Data shown →
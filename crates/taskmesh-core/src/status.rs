//! Status enums for Nodes and Tasks, plus task priority.

use serde::{Deserialize, Serialize};
use std::fmt;
use std::str::FromStr;

use crate::CoreError;

/// Liveness status of a registered node.
#[derive(Debug, Clone, Copy, Default, PartialEq, Eq, Hash, Serialize, Deserialize)]
#[serde(rename_all = "lowercase")]
pub enum NodeStatus {
    /// Node is heartbeating and accepting work.
    #[default]
    Online,
    /// Node missed heartbeats past the offline threshold.
    Offline,
    /// Node is finishing current work and not accepting new tasks.
    Draining,
}

impl NodeStatus {
    pub fn as_str(&self) -> &'static str {
        match self {
            Self::Online => "online",
            Self::Offline => "offline",
            Self::Draining => "draining",
        }
    }
}

impl fmt::Display for NodeStatus {
    fn fmt(&self, f: &mut fmt::Formatter<'_>) -> fmt::Result {
        f.write_str(self.as_str())
    }
}

impl FromStr for NodeStatus {
    type Err = CoreError;

    fn from_str(s: &str) -> Result<Self, Self::Err> {
        match s {
            "online" => Ok(Self::Online),
            "offline" => Ok(Self::Offline),
            "draining" => Ok(Self::Draining),
            other => Err(CoreError::InvalidRequest(format!("unknown node status: {other}"))),
        }
    }
}

/// Status of a Task in the coordination queue.
#[derive(Debug, Clone, Copy, Default, PartialEq, Eq, Hash, Serialize, Deserialize)]
#[serde(rename_all = "lowercase")]
pub enum TaskStatus {
    /// Waiting for a worker to claim it.
    #[default]
    Pending,
    /// Exclusively claimed by a worker, not yet started.
    Claimed,
    /// Claimant reported that execution started.
    Running,
    /// Finished successfully.
    Completed,
    /// Finished unsuccessfully; may be retried.
    Failed,
    /// Claim expired without progress.
    Orphaned,
}

impl TaskStatus {
    /// Every status, in declaration order.
    pub const ALL: [TaskStatus; 6] = [
        Self::Pending,
        Self::Claimed,
        Self::Running,
        Self::Completed,
        Self::Failed,
        Self::Orphaned,
    ];

    /// Targets reachable from this status. This table is the only source of
    /// truth for task transitions.
    pub fn allowed_transitions(&self) -> &'static [TaskStatus] {
        match self {
            Self::Pending => &[Self::Claimed],
            Self::Claimed => &[Self::Running, Self::Pending, Self::Orphaned],
            Self::Running => &[Self::Completed, Self::Failed, Self::Orphaned],
            Self::Orphaned => &[Self::Pending, Self::Claimed],
            Self::Completed => &[],
            Self::Failed => &[Self::Pending],
        }
    }

    /// Returns true if `to` is listed for this status.
    pub fn can_transition_to(&self, to: TaskStatus) -> bool {
        self.allowed_transitions().contains(&to)
    }

    /// Returns true if the task carries a live claim in this status.
    pub fn holds_claim(&self) -> bool {
        matches!(self, Self::Claimed | Self::Running)
    }

    /// Returns true if no transition leaves this status.
    pub fn is_terminal(&self) -> bool {
        self.allowed_transitions().is_empty()
    }

    pub fn as_str(&self) -> &'static str {
        match self {
            Self::Pending => "pending",
            Self::Claimed => "claimed",
            Self::Running => "running",
            Self::Completed => "completed",
            Self::Failed => "failed",
            Self::Orphaned => "orphaned",
        }
    }
}

impl fmt::Display for TaskStatus {
    fn fmt(&self, f: &mut fmt::Formatter<'_>) -> fmt::Result {
        f.write_str(self.as_str())
    }
}

impl FromStr for TaskStatus {
    type Err = CoreError;

    fn from_str(s: &str) -> Result<Self, Self::Err> {
        Self::ALL
            .into_iter()
            .find(|status| status.as_str() == s)
            .ok_or_else(|| CoreError::InvalidRequest(format!("unknown task status: {s}")))
    }
}

/// Task priority. Ordering follows urgency, so `Critical` sorts highest.
#[derive(
    Debug, Clone, Copy, Default, PartialEq, Eq, Hash, PartialOrd, Ord, Serialize, Deserialize,
)]
#[serde(rename_all = "lowercase")]
pub enum Priority {
    Low,
    #[default]
    Medium,
    High,
    Critical,
}

impl Priority {
    pub fn as_str(&self) -> &'static str {
        match self {
            Self::Low => "low",
            Self::Medium => "medium",
            Self::High => "high",
            Self::Critical => "critical",
        }
    }
}

impl fmt::Display for Priority {
    fn fmt(&self, f: &mut fmt::Formatter<'_>) -> fmt::Result {
        f.write_str(self.as_str())
    }
}

impl FromStr for Priority {
    type Err = CoreError;

    fn from_str(s: &str) -> Result<Self, Self::Err> {
        match s {
            "low" => Ok(Self::Low),
            "medium" => Ok(Self::Medium),
            "high" => Ok(Self::High),
            "critical" => Ok(Self::Critical),
            other => Err(CoreError::InvalidRequest(format!("unknown priority: {other}"))),
        }
    }
}
//! Response envelope and error mapping.

use std::collections::HashMap;

use axum::{
    extract::rejection::{JsonRejection, QueryRejection},
    http::StatusCode,
    response::{IntoResponse, Response},
    Json,
};
use serde::Serialize;
use tracing::debug;

use taskmesh_core::api::ApiResponse;
use taskmesh_core::CoreError;

/// Result type for API handlers.
pub type ApiResult<T> = Result<Json<ApiResponse<T>>, ApiError>;

/// Wrap `data` in a success envelope.
pub fn ok<T: Serialize>(data: T) -> ApiResult<T> {
    Ok(Json(ApiResponse::ok(data)))
}

/// Error rendered as `{success:false, error, code}` with a status code.
#[derive(Debug)]
pub struct ApiError {
    status: StatusCode,
    code: &'static str,
    message: String,
}

impl ApiError {
    pub fn new(status: StatusCode, code: &'static str, message: impl Into<String>) -> Self {
        Self {
            status,
            code,
            message: message.into(),
        }
    }

    pub fn bad_request(message: impl Into<String>) -> Self {
        Self::new(StatusCode::BAD_REQUEST, "INVALID_REQUEST", message)
    }
}

impl From<CoreError> for ApiError {
    fn from(err: CoreError) -> Self {
        let status = match &err {
            CoreError::MissingField(_) | CoreError::InvalidRequest(_) => StatusCode::BAD_REQUEST,
            CoreError::NodeNotFound(_)
            | CoreError::RegistrationNotFound(_)
            | CoreError::TaskNotFound(_)
            | CoreError::AgentNotFound { .. } => StatusCode::NOT_FOUND,
            CoreError::InvalidTransition { .. }
            | CoreError::AlreadyClaimed { .. }
            | CoreError::NotPending { .. } => StatusCode::CONFLICT,
        };
        Self::new(status, err.code(), err.to_string())
    }
}

impl From<JsonRejection> for ApiError {
    fn from(rejection: JsonRejection) -> Self {
        Self::bad_request(rejection.body_text())
    }
}

impl From<QueryRejection> for ApiError {
    fn from(rejection: QueryRejection) -> Self {
        Self::bad_request(rejection.body_text())
    }
}

impl IntoResponse for ApiError {
    fn into_response(self) -> Response {
        debug!(status = %self.status, code = self.code, error = %self.message, "Request failed");
        let body = ApiResponse::<()>::err(self.code, self.message);
        (self.status, Json(body)).into_response()
    }
}

/// Collect repeated `label=key:value` query pairs into a map.
///
/// Values may themselves contain `:`; only the first one splits.
pub fn parse_label_filter(params: &[(String, String)]) -> Result<HashMap<String, String>, ApiError> {
    let mut labels = HashMap::new();
    for (name, value) in params {
        if name != "label" {
            continue;
        }
        let (key, val) = value
            .split_once(':')
            .filter(|(k, _)| !k.is_empty())
            .ok_or_else(|| {
                ApiError::bad_request(format!("label filter must be key:value, got {value:?}"))
            })?;
        labels.insert(key.to_string(), val.to_string());
    }
    Ok(labels)
}

/// Last value of query parameter `name`, if present.
pub fn query_param<'a>(params: &'a [(String, String)], name: &str) -> Option<&'a str> {
    params
        .iter()
        .rev()
        .find(|(k, _)| k == name)
        .map(|(_, v)| v.as_str())
}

What to produce →
Give back all the records exactly as they stand.

Result →
filename crates/taskmesh-core/src/status.rs
//! Status enums for Nodes and Tasks, plus task priority.

use serde::{Deserialize, Serialize};
use std::fmt;
use std::str::FromStr;

use crate::CoreError;

/// Liveness status of a registered node.
#[derive(Debug, Clone, Copy, Default, PartialEq, Eq, Hash, Serialize, Deserialize)]
#[serde(rename_all = "lowercase")]
pub enum NodeStatus {
    /// Node is heartbeating and accepting work.
    #[default]
    Online,
    /// Node missed heartbeats past the offline threshold.
    Offline,
    /// Node is finishing current work and not accepting new tasks.
    Draining,
}

impl NodeStatus {
    pub fn as_str(&self) -> &'static str {
        match self {
            Self::Online => "online",
            Self::Offline => "offline",
            Self::Draining => "draining",
        }
    }
}

impl fmt::Display for NodeStatus {
    fn fmt(&self, f: &mut fmt::Formatter<'_>) -> fmt::Result {
        f.write_str(self.as_str())
    }
}

impl FromStr for NodeStatus {
    type Err = CoreError;

    fn from_str(s: &str) -> Result<Self, Self::Err> {
        match s {
            "online" => Ok(Self::Online),
            "offline" => Ok(Self::Offline),
            "draining" => Ok(Self::Draining),
            other => Err(CoreError::InvalidRequest(format!("unknown node status: {other}"))),
        }
    }
}

/// Status of a Task in the coordination queue.
#[derive(Debug, Clone, Copy, Default, PartialEq, Eq, Hash, Serialize, Deserialize)]
#[serde(rename_all = "lowercase")]
pub enum TaskStatus {
    /// Waiting for a worker to claim it.
    #[default]
    Pending,
    /// Exclusively claimed by a worker, not yet started.
    Claimed,
    /// Claimant reported that execution started.
    Running,
    /// Finished successfully.
    Completed,
    /// Finished unsuccessfully; may be retried.
    Failed,
    /// Claim expired without progress.
    Orphaned,
}

impl TaskStatus {
    /// Every status, in declaration order.
    pub const ALL: [TaskStatus; 6] = [
        Self::Pending,
        Self::Claimed,
        Self::Running,
        Self::Completed,
        Self::Failed,
        Self::Orphaned,
    ];

    /// Targets reachable from this status. This table is the only source of
    /// truth for task transitions.
    pub fn allowed_transitions(&self) -> &'static [TaskStatus] {
        match self {
            Self::Pending => &[Self::Claimed],
            Self::Claimed => &[Self::Running, Self::Pending, Self::Orphaned],
            Self::Running => &[Self::Completed, Self::Failed, Self::Orphaned],
            Self::Orphaned => &[Self::Pending, Self::Claimed],
            Self::Completed => &[],
            Self::Failed => &[Self::Pending],
        }
    }

    /// Returns true if `to` is listed for this status.
    pub fn can_transition_to(&self, to: TaskStatus) -> bool {
        self.allowed_transitions().contains(&to)
    }

    /// Returns true if the task carries a live claim in this status.
    pub fn holds_claim(&self) -> bool {
        matches!(self, Self::Claimed | Self::Running)
    }

    /// Returns true if no transition leaves this status.
    pub fn is_terminal(&self) -> bool {
        self.allowed_transitions().is_empty()
    }

    pub fn as_str(&self) -> &'static str {
        match self {
            Self::Pending => "pending",
            Self::Claimed => "claimed",
            Self::Running => "running",
            Self::Completed => "completed",
            Self::Failed => "failed",
            Self::Orphaned => "orphaned",
        }
    }
}

impl fmt::Display for TaskStatus {
    fn fmt(&self, f: &mut fmt::Formatter<'_>) -> fmt::Result {
        f.write_str(self.as_str())
    }
}

impl FromStr for TaskStatus {
    type Err = CoreError;

    fn from_str(s: &str) -> Result<Self, Self::Err> {
        Self::ALL
            .into_iter()
            .find(|status| status.as_str() == s)
            .ok_or_else(|| CoreError::InvalidRequest(format!("unknown task status: {s}")))
    }
}

/// Task priority. Ordering follows urgency, so `Critical` sorts highest.
#[derive(
    Debug, Clone, Copy, Default, PartialEq, Eq, Hash, PartialOrd, Ord, Serialize, Deserialize,
)]
#[serde(rename_all = "lowercase")]
pub enum Priority {
    Low,
    #[default]
    Medium,
    High,
    Critical,
}

impl Priority {
    pub fn as_str(&self) -> &'static str {
        match self {
            Self::Low => "low",
            Self::Medium => "medium",
            Self::High => "high",
            Self::Critical => "critical",
        }
    }
}

impl fmt::Display for Priority {
    fn fmt(&self, f: &mut fmt::Formatter<'_>) -> fmt::Result {
        f.write_str(self.as_str())
    }
}

impl FromStr for Priority {
    type Err = CoreError;

    fn from_str(s: &str) -> Result<Self, Self::Err> {
        match s {
            "low" => Ok(Self::Low),
            "medium" => Ok(Self::Medium),
            "high" => Ok(Self::High),
            "critical" => Ok(Self::Critical),
            other => Err(CoreError::InvalidRequest(format!("unknown priority: {other}"))),
        }
    }
}
//! Response envelope and error mapping.

use std::collections::HashMap;

use axum::{
    extract::rejection::{JsonRejection, QueryRejection},
    http::StatusCode,
    response::{IntoResponse, Response},
    Json,
};
use serde::Serialize;
use tracing::debug;

use taskmesh_core::api::ApiResponse;
use taskmesh_core::CoreError;

/// Result type for API handlers.
pub type ApiResult<T> = Result<Json<ApiResponse<T>>, ApiError>;

/// Wrap `data` in a success envelope.
pub fn ok<T: Serialize>(data: T) -> ApiResult<T> {
    Ok(Json(ApiResponse::ok(data)))
}

/// Error rendered as `{success:false, error, code}` with a status code.
#[derive(Debug)]
pub struct ApiError {
    status: StatusCode,
    code: &'static str,
    message: String,
}

impl ApiError {
    pub fn new(status: StatusCode, code: &'static str, message: impl Into<String>) -> Self {
        Self {
            status,
            code,
            message: message.into(),
        }
    }

    pub fn bad_request(message: impl Into<String>) -> Self {
        Self::new(StatusCode::BAD_REQUEST, "INVALID_REQUEST", message)
    }
}

impl From<CoreError> for ApiError {
    fn from(err: CoreError) -> Self {
        let status = match &err {
            CoreError::MissingField(_) | CoreError::InvalidRequest(_) => StatusCode::BAD_REQUEST,
            CoreError::NodeNotFound(_)
            | CoreError::RegistrationNotFound(_)
            | CoreError::TaskNotFound(_)
            | CoreError::AgentNotFound { .. } => StatusCode::NOT_FOUND,
            CoreError::InvalidTransition { .. }
            | CoreError::AlreadyClaimed { .. }
            | CoreError::NotPending { .. } => StatusCode::CONFLICT,
        };
        Self::new(status, err.code(), err.to_string())
    }
}

impl From<JsonRejection> for ApiError {
    fn from(rejection: JsonRejection) -> Self {
        Self::bad_request(rejection.body_text())
    }
}

impl From<QueryRejection> for ApiError {
    fn from(rejection: QueryRejection) -> Self {
        Self::bad_request(rejection.body_text())
    }
}

impl IntoResponse for ApiError {
    fn into_response(self) -> Response {
        debug!(status = %self.status, code = self.code, error = %self.message, "Request failed");
        let body = ApiResponse::<()>::err(self.code, self.message);
        (self.status, Json(body)).into_response()
    }
}

/// Collect repeated `label=key:value` query pairs into a map.
///
/// Values may themselves contain `:`; only the first one splits.
pub fn parse_label_filter(params: &[(String, String)]) -> Result<HashMap<String, String>, ApiError> {
    let mut labels = HashMap::new();
    for (name, value) in params {
        if name != "label" {
            continue;
        }
        let (key, val) = value
            .split_once(':')
            .filter(|(k, _)| !k.is_empty())
            .ok_or_else(|| {
                ApiError::bad_request(format!("label filter must be key:value, got {value:?}"))
            })?;
        labels.insert(key.to_string(), val.to_string());
    }
    Ok(labels)
}

/// Last value of query parameter `name`, if present.
pub fn query_param<'a>(params: &'a [(String, String)], name: &str) -> Option<&'a str> {
    params
        .iter()
        .rev()
        .find(|(k, _)| k == name)
        .map(|(_, v)| v.as_str())
}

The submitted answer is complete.